Part of the solution is simply accepting that people have natural limitations when it comes to friendships, relationships, humanity and understanding. They may find it hard enough to stay positive as it is already without having to look after those who can’t seem to look after themselves.

Imagining that anyone “should” help you when they haven’t explicitly agreed to do so can come across as manipulative because it confuses your needs with their responsibility. It’s not worth testing anyone’s limits by pressuring them to be someone they may not even be capable of becoming.



It’s likely that children learn a lot about how to become emotionally independent through the simple act of playing. As as adult, there’s no need to be any different. Alone time can be seen as “playtime”, a chance to rediscover that child-like sense of authentic joy and spontaneity.

How much you enjoy your undisturbed playtime depends partly on how willing you are to improve the experience. It can become the ultimate chance to look after yourself, unwind and explore hobbies and interests. Some people even get addicted to being with themselves. As Maxwell Maltz said:

“If you make friends with yourself you will never be alone”

By transforming the experience of being with yourself you can make a new friend for life. You can practice doing things just because they’re fun rather than to achieve anything. Loneliness may be little more than boredom combined with self-pity or with wanting companionship too much and too soon.

A good start is to stop resisting the fact other people aren’t around and see it as something sacred and vital to growth. It takes time to get into it but fascination, exploration and creativity are great substitutes for neediness. You could even make a list of interesting things to explore:

  • Books and articles
  • Music and music videos
  • Movies and shows
  • Comedy videos and shows
  • Games and diversions
  • Fascinating facts and info
  • Educational videos and courses
  • Creative projects

You could also become more playful in your everyday life, experimenting with retro dance moves, dramatic singing, silly voices, funny faces, crazy phrases or humorous observations. Less serious music can also create a fun atmosphere, whether it’s James Bond theme songs or Flight of the Conchords.
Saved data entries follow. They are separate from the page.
//! Configuration validation.

use anyhow::{Context as _, Result};

use super::CheckArgs;
use crate::context::Context;

/// Run the check command.
pub async fn run(args: CheckArgs, ctx: &Context) -> Result<()> {
    let config = &ctx.config;
    config.validate().context("Configuration is invalid")?;

    if ctx.output.is_json() {
        ctx.output.json(config);
        return Ok(());
    }

    ctx.output.header("Worker configuration");
    ctx.output.kv("Source", &ctx.config_source());
    ctx.output.kv("Version", &config.version);
    ctx.output.kv("Scope", config.scope.as_str());
    ctx.output.kv("Fallback document", &config.fallback_document);
    ctx.output
        .kv("Network timeout", &format!("{}ms", config.network.timeout_ms));
    ctx.output
        .kv("Explain headers", if config.explain_headers { "on" } else { "off" });

    ctx.output.header(&format!("Manifest ({} assets)", config.manifest.len()));
    for path in &config.manifest {
        if args.resolve {
            let url = config
                .resolve(path)
                .with_context(|| format!("Cannot resolve manifest path {}", path))?;
            ctx.output.list_item(url.as_str());
        } else {
            ctx.output.list_item(path);
        }
    }

    ctx.output.header("Bypass rules");
    for segment in &config.routing.api_segments {
        ctx.output.list_item(&format!("path segment /{}/", segment));
    }
    for host in &config.routing.backend_hosts {
        ctx.output.list_item(&format!("host {}", host));
    }

    println!();
    ctx.output.success("Configuration is valid");
    Ok(())
}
A hermit’s true discovery is that anyone can eventually become perfectly content on their own, far from the imperfect outside world. Realising how much you can give to yourself and remembering you are the only person you can totally depend on can free you of the much less reliable human race.



Negative mental habits are one of the main factors that cause people to run away from their own company and depend on others. Maybe you punish yourself by dwelling in the past, overthinking negatively, being impatient, insisting on perfect results or stressing yourself out in some other way.
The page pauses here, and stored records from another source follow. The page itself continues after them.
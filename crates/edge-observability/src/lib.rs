//! Observability infrastructure for the offline edge cache.
//!
//! This crate provides:
//! - `EventLog` - Structured records for each worker event
//! - `WorkerMetrics` - Counters for cache outcomes and lifecycle events

mod logging;
mod metrics;

pub use logging::*;
pub use metrics::*;

// Re-export RequestId from edge-core for convenience
pub use edge_core::RequestId;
Self-harshness is a product of trying to forcefully control things, which includes being angry with other people because it affects how you feel within your interior world. The alternative is learning to talk to yourself positively, dwell at peace with the present moment or find constructive distraction.

“I’d rather relax than control anything”

Two kinds of self-pressuring to watch out for include forceful insistence (“pushing” sensations that go with thoughts such as “I need this!” or “It must be like this!”) and fearful resistance (“pulling” sensations that go with thoughts such as “Oh no!” or “It can’t be like this!”).

We all beat ourselves up every now and then but it’s important to catch yourself in the act and let it go. You can gradually replace self-punishing behaviours with acceptance, playfulness, self-encouragement, self-calming, positive focus and positive self-talk examples of which include:

I’m willing to make the best of any situation
I’m so proud of myself for facing all these challenges
I’m willing to do the best I can to be as happy as I can be
It’s amazing what I can achieve with work and patience
I am open to all the good things that can come my way
I am learning to be stronger and more positive
I am so grateful for [whatever it may be]
Everything is going to be okay
I am a cool/nice/great person
I deserve to be happy
I love myself
I can do this
Another way to reduce self-harshness is to cultivate a sense of fun and playfulness around other people. Activities might include playing board games, card games, computer games or light sports. The key ingredient is not “playing to win” but taking everything less seriously.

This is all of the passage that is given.